Le conseil d’administration de la banque s’était une fois de plus bien terminé. Il avait été suivi d’un déjeuner. On en était aux liqueurs et l’atmosphère baignait dans la fumée des cigares de luxe. La décoration datait des années vingt. Il y avait sur les murs, encadrées par du bois des îles, des allégories vantant encore les bienfaits des colonies. Cent ans plus tard leur teint avait un peu pâli. Elles rappelaient ces provinces équinoxiales sur lesquelles la banque avait développé sa fortune. Cacao, bananes, rhum, huiles, coton, bois de rose, ivoire, opium un peu aussi, toutes sortes de matières premières qui avaient fait de cet établissement, décennies après décennies, un lieu de prédilection pour pères de famille avisés.

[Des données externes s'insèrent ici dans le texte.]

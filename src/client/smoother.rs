//! A smoother maps monotonic wall time to stream time.
//!
//! Latency snapshots arrive at irregular intervals and with jitter, but time
//! queries should advance smoothly between them. The smoother keeps a short
//! history of (system time, stream time) observations, estimates the current
//! playback rate from it, and extrapolates between observations. It can be
//! paused while the stream is not advancing (corked, suspended, underrun)
//! and resumed without the mapped time jumping.

use std::collections::VecDeque;

/// The default smoothing window and rate-adaptation parameters used by
/// streams.
pub(crate) const SMOOTHER_ADJUST_TIME: u64 = 1_000_000;
pub(crate) const SMOOTHER_HISTORY_TIME: u64 = 5_000_000;
pub(crate) const SMOOTHER_MIN_HISTORY: usize = 4;

/// A monotonic time smoother.
#[derive(Debug)]
pub struct Smoother {
    adjust_time: u64,
    history_time: u64,
    monotonic: bool,
    min_history: usize,

    time_offset: u64,
    history: VecDeque<(u64, u64)>,

    anchor_x: u64,
    anchor_y: u64,
    slope: f64,

    paused: bool,
    frozen_y: u64,
    last_returned: u64,
}

impl Smoother {
    /// Creates a smoother.
    ///
    /// `adjust_time` bounds how quickly the rate estimate follows new
    /// observations, `history_time` is the window observations are kept
    /// for, and `min_history` is the number of observations required before
    /// the rate deviates from realtime. With `monotonic` set, mapped time
    /// never runs backwards.
    pub fn new(adjust_time: u64, history_time: u64, monotonic: bool, min_history: usize) -> Self {
        Self {
            adjust_time: adjust_time.max(1),
            history_time,
            monotonic,
            min_history: min_history.max(2),

            time_offset: 0,
            history: VecDeque::new(),

            anchor_x: 0,
            anchor_y: 0,
            slope: 1.0,

            paused: false,
            frozen_y: 0,
            last_returned: 0,
        }
    }

    /// Sets the offset subtracted from every system time passed in. Usually
    /// the monotonic clock value at stream setup.
    pub fn set_time_offset(&mut self, offset: u64) {
        self.time_offset = offset;
    }

    fn translate(&self, x: u64) -> u64 {
        x.saturating_sub(self.time_offset)
    }

    fn project(&self, x: u64) -> u64 {
        if x <= self.anchor_x {
            return self.anchor_y;
        }

        let dy = (x - self.anchor_x) as f64 * self.slope;
        self.anchor_y.saturating_add(dy as u64)
    }

    /// Stops mapped time at its current value, as of system time `x`.
    pub fn pause(&mut self, x: u64) {
        if self.paused {
            return;
        }

        let x = self.translate(x);
        self.frozen_y = self.project(x);
        self.paused = true;
    }

    /// Resumes mapped time from where it was paused, as of system time `x`.
    pub fn resume(&mut self, x: u64) {
        if !self.paused {
            return;
        }

        let x = self.translate(x);
        self.anchor_x = x;
        self.anchor_y = self.frozen_y;
        self.paused = false;
        self.history.clear();
    }

    /// Feeds an observation: at system time `x`, the stream time was `y`.
    pub fn put(&mut self, x: u64, y: u64) {
        let x = self.translate(x);

        if self.paused {
            // The stream is not advancing; take the observation as the new
            // resume point.
            self.frozen_y = y;
            return;
        }

        let cutoff = x.saturating_sub(self.history_time);
        while let Some(&(hx, _)) = self.history.front() {
            if hx >= cutoff {
                break;
            }
            self.history.pop_front();
        }

        let previous = self.history.back().copied();
        self.history.push_back((x, y));

        if self.history.len() >= self.min_history {
            let (x0, y0) = self.history.front().copied().unwrap();
            if x > x0 {
                let estimate = (y as f64 - y0 as f64) / ((x - x0) as f64);
                let estimate = estimate.clamp(0.0, 4.0);

                // Bound the correction rate by how much time passed since
                // the last observation.
                let alpha = match previous {
                    Some((px, _)) => (((x - px) as f64) / self.adjust_time as f64).min(1.0),
                    None => 1.0,
                };
                self.slope += (estimate - self.slope) * alpha;
            }
        }

        self.anchor_x = x;
        self.anchor_y = y;
    }

    /// Returns the stream time estimate for system time `x`.
    pub fn get(&mut self, x: u64) -> u64 {
        let x = self.translate(x);

        let mut y = if self.paused {
            self.frozen_y
        } else {
            self.project(x)
        };

        if self.monotonic {
            y = y.max(self.last_returned);
            self.last_returned = y;
        }

        y
    }
}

De toute éternité, le siège semblait à l’abri des tourments du monde. La société moderne, assoiffée d’électronique, ne pouvait que s’étouffer dans cette salle du conseil qui avait vu défiler quatre générations du même nom. Même pendant les deux guerres, la banque et ses deux succursales de province, avait toujours réussi à dégager des bénéfices. Lors des périodes fastes de l’économie mondiale, la concurrence aimait à se moquer de cette marge nette qui avait toujours oscillé entre trois et quatre pour cent. Mais quand les crises se produisaient, quand les marchés financiers s’affaissaient, cette rentabilité tranquille suscitait toutes les convoitises jusqu’à des ouvertures de compte précipitées. Étanche aux tumultes, prudente dans les périodes euphoriques, la banque n’avait cessé de prospérer au cours des années.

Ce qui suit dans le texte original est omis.